### Problem statement
Set down exactly the lines below, starting at the one that contains "pub async fn user_data(&self)" and ending at the one that contains "bearer token storage.", with both of those lines included and nothing else.

### Supplied entries
=======

// SPDX-License-Identifier: MIT
// Copyright (c) 2026 Alfred Jean LLC

//! Read-only views of cached collections.
//!
//! Emergency requests and donation history are cached verbatim, so their
//! lines are built from whichever of the snake_case or camelCase field names
//! the server used.

use bl_core::{Appointment, AppointmentStatus};
use chrono::{DateTime, Utc};
use serde_json::Value;

use crate::cli::CachedView;
use crate::error::Result;
use crate::sync::Transport;

use super::Context;

pub async fn run<T: Transport>(ctx: &Context<T>, what: CachedView) -> Result<()> {
    let cache = ctx.engine.cache();
    let lines = match what {
        CachedView::Appointments => appointment_lines(&cache.appointments().await?, Utc::now()),
        CachedView::Requests => cache
            .emergency_requests()
            .await?
            .iter()
            .map(request_line)
            .collect(),
        CachedView::Donations => cache
            .donation_history()
            .await?
            .iter()
            .map(donation_line)
            .collect(),
    };

    if lines.is_empty() {
        println!(
            "No cached {}\n  hint: run 'bloodline sync' while online",
            view_name(what)
        );
        return Ok(());
    }
    for line in lines {
        println!("{}", line);
    }
    Ok(())
}

fn view_name(what: CachedView) -> &'static str {
    match what {
        CachedView::Appointments => "appointments",
        CachedView::Requests => "emergency requests",
        CachedView::Donations => "donations",
    }
}

/// Appointments in date order, upcoming scheduled ones marked.
fn appointment_lines(appointments: &[Appointment], now: DateTime<Utc>) -> Vec<String> {
    let mut sorted: Vec<&Appointment> = appointments.iter().collect();
    sorted.sort_by_key(|a| a.appointment_date);
    sorted
        .into_iter()
        .map(|a| {
            let marker = if a.status == AppointmentStatus::Scheduled && a.appointment_date > now {
                "*"
            } else {
                " "
            };
            format!(
                "{} {}  {:<9}  {}  hospital {}",
                marker,
                a.appointment_date.format("%Y-%m-%d %H:%M"),
                a.status.to_string(),
                a.id,
                a.hospital_id
            )
        })
        .collect()
}

fn request_line(request: &Value) -> String {
    let units = text(request, &["units_needed", "unitsNeeded"]);
    let mut line = format!(
        "{:<3}  {} unit(s)  {}  {}",
        text(request, &["blood_type", "bloodType"]),
        if units.is_empty() { "?" } else { &units },
        text(request, &["hospital"]),
        text(request, &["city"]),
    );
    let patient = text(request, &["patient_name", "patientName"]);
    if !patient.is_empty() {
        line.push_str(&format!("  for {}", patient));
    }
    let status = text(request, &["status"]);
    if !status.is_empty() {
        line.push_str(&format!("  [{}]", status));
    }
    line
}

fn donation_line(donation: &Value) -> String {
    let amount = text(donation, &["quantity", "amount_ml", "amountMl"]);
    let mut line = format!(
        "{}  {} ml  center {}",
        text(donation, &["date", "donation_date", "donationDate"]),
        if amount.is_empty() { "?" } else { &amount },
        text(donation, &["donation_center", "donationCenter"]),
    );
    let status = text(donation, &["status"]);
    if !status.is_empty() {
        line.push_str(&format!("  [{}]", status));
    }
    line
}

/// First of `keys` present on `record`, as display text.
fn text(record: &Value, keys: &[&str]) -> String {
    keys.iter()
        .find_map(|key| match record.get(key)? {
            Value::String(s) => Some(s.clone()),
            Value::Null => None,
            other => Some(other.to_string()),
        })
        .unwrap_or_default()
}

#[cfg(test)]
#[path = "show_tests.rs"]
mod tests;
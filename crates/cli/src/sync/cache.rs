// SPDX-License-Identifier: MIT
// Copyright (c) 2026 Alfred Jean LLC

//! Cached server snapshots.
//!
//! Each collection is stored verbatim as the JSON the server sent, replacing
//! the previous copy wholesale. Readers decode on demand; a collection that
//! was never fetched reads as empty.

use std::fmt;

use bl_core::{Appointment, DonationCenter, Hospital, SyncResponse};
use serde::de::DeserializeOwned;
use serde_json::Value;

use super::store::{read_json, write_json, SharedStore, StorageResult};

/// Store key for donation centers. They are not part of a sync round and
/// are fetched with a collection pull.
pub const DONATION_CENTERS_KEY: &str = "donationCenters";

/// Collections refreshed by a sync round, with their store keys.
#[derive(Debug, Clone, Copy, PartialEq, Eq, Hash)]
pub enum Collection {
    UserData,
    Hospitals,
    EmergencyRequests,
    DonationHistory,
    Appointments,
}

impl Collection {
    pub const ALL: [Collection; 5] = [
        Collection::UserData,
        Collection::Hospitals,
        Collection::EmergencyRequests,
        Collection::DonationHistory,
        Collection::Appointments,
    ];

    /// Store key for this collection.
    pub fn key(&self) -> &'static str {
        match self {
            Collection::UserData => "userData",
            Collection::Hospitals => "hospitals",
            Collection::EmergencyRequests => "emergencyRequests",
            Collection::DonationHistory => "donationHistory",
            Collection::Appointments => "appointments",
        }
    }

    /// The snapshot for this collection carried by `response`, if any.
    ///
    /// The server calls donation history `donations`.
    pub fn snapshot_in(self, response: &SyncResponse) -> Option<&Value> {
        match self {
            Collection::UserData => response.user_data.as_ref(),
            Collection::Hospitals => response.hospitals.as_ref(),
            Collection::EmergencyRequests => response.emergency_requests.as_ref(),
            Collection::DonationHistory => response.donations.as_ref(),
            Collection::Appointments => response.appointments.as_ref(),
        }
    }
}

impl fmt::Display for Collection {
    fn fmt(&self, f: &mut fmt::Formatter<'_>) -> fmt::Result {
        write!(f, "{}", self.key())
    }
}

/// Read/write access to cached snapshots.
#[derive(Clone)]
pub struct SnapshotCache {
    store: SharedStore,
}

impl SnapshotCache {
    pub fn new(store: SharedStore) -> Self {
        SnapshotCache { store }
    }

    /// Overwrite the snapshot under `key`.
    pub async fn replace(&self, key: &str, value: &Value) -> StorageResult<()> {
        write_json(self.store.as_ref(), key, value).await
    }

    /// The snapshot under `key` as raw JSON.
    pub async fn raw(&self, key: &str) -> StorageResult<Option<Value>> {
        read_json(self.store.as_ref(), key).await
    }

    /// Decode a list-shaped collection, empty if never cached.
    pub async fn read_list<T: DeserializeOwned>(&self, collection: Collection) -> StorageResult<Vec<T>> {
        Ok(read_json::<Vec<T>, _>(self.store.as_ref(), collection.key())
            .await?
            .unwrap_or_default())
    }

    pub async fn hospitals(&self) -> StorageResult<Vec<Hospital>> {
        self.read_list(Collection::Hospitals).await
    }

    pub async fn appointments(&self) -> StorageResult<Vec<Appointment>> {
        self.read_list(Collection::Appointments).await
    }

    pub async fn emergency_requests(&self) -> StorageResult<Vec<Value>> {
        self.read_list(Collection::EmergencyRequests).await
    }

    pub async fn donation_history(&self) -> StorageResult<Vec<Value>> {
        self.read_list(Collection::DonationHistory).await
    }

    pub async fn donation_centers(&self) -> StorageResult<Vec<DonationCenter>> {
        Ok(read_json::<Vec<DonationCenter>, _>(self.store.as_ref(), DONATION_CENTERS_KEY)
            .await?
            .unwrap_or_default())
    }

    pub async fn user_data(&self) -> StorageResult<Option<Value>> {
        self.raw(Collection::UserData.key()).await
    }

    /// Replace every collection present in `response`.
    ///
    /// Returns the collections written, in [`Collection::ALL`] order.
    pub async fn apply(&self, response: &SyncResponse) -> StorageResult<Vec<Collection>> {
        let mut replaced = Vec::new();
        for collection in Collection::ALL {
            if let Some(snapshot) = collection.snapshot_in(response) {
                self.replace(collection.key(), snapshot).await?;
                replaced.push(collection);
            }
        }
        Ok(replaced)
    }
}
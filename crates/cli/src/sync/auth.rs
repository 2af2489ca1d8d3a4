// SPDX-License-Identifier: MIT
// Copyright (c) 2026 Alfred Jean LLC

//! Opaque bearer token storage.

use super::cache::Collection;
use super::store::{read_string, SharedStore, StorageResult};

/// Store key holding the bearer token.
pub const USER_TOKEN_KEY: &str = "userToken";

/// Persisted login state.
#[derive(Clone)]
pub struct TokenStore {
    store: SharedStore,
}

impl TokenStore {
    pub fn new(store: SharedStore) -> Self {
        TokenStore { store }
    }

    pub async fn save(&self, token: &str) -> StorageResult<()> {
        self.store
            .set(USER_TOKEN_KEY, token.as_bytes().to_vec())
            .await
    }

    /// The stored token. An empty value counts as logged out.
    pub async fn token(&self) -> StorageResult<Option<String>> {
        Ok(read_string(self.store.as_ref(), USER_TOKEN_KEY)
            .await?
            .filter(|token| !token.trim().is_empty()))
    }

    pub async fn is_authenticated(&self) -> StorageResult<bool> {
        Ok(self.token().await?.is_some())
    }

    /// Forget the token and the cached profile that belongs to it.
    pub async fn clear(&self) -> StorageResult<()> {
        self.store.remove(USER_TOKEN_KEY).await?;
        self.store.remove(Collection::UserData.key()).await
    }
}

=======

### Solution for this exercise
    pub async fn user_data(&self) -> StorageResult<Option<Value>> {
        self.raw(Collection::UserData.key()).await
    }

    /// Replace every collection present in `response`.
    ///
    /// Returns the collections written, in [`Collection::ALL`] order.
    pub async fn apply(&self, response: &SyncResponse) -> StorageResult<Vec<Collection>> {
        let mut replaced = Vec::new();
        for collection in Collection::ALL {
            if let Some(snapshot) = collection.snapshot_in(response) {
                self.replace(collection.key(), snapshot).await?;
                replaced.push(collection);
            }
        }
        Ok(replaced)
    }
}
filename crates/cli/src/sync/auth.rs
repository 2af2489ca1d8d3a4
// SPDX-License-Identifier: MIT
// Copyright (c) 2026 Alfred Jean LLC

//! Opaque bearer token storage.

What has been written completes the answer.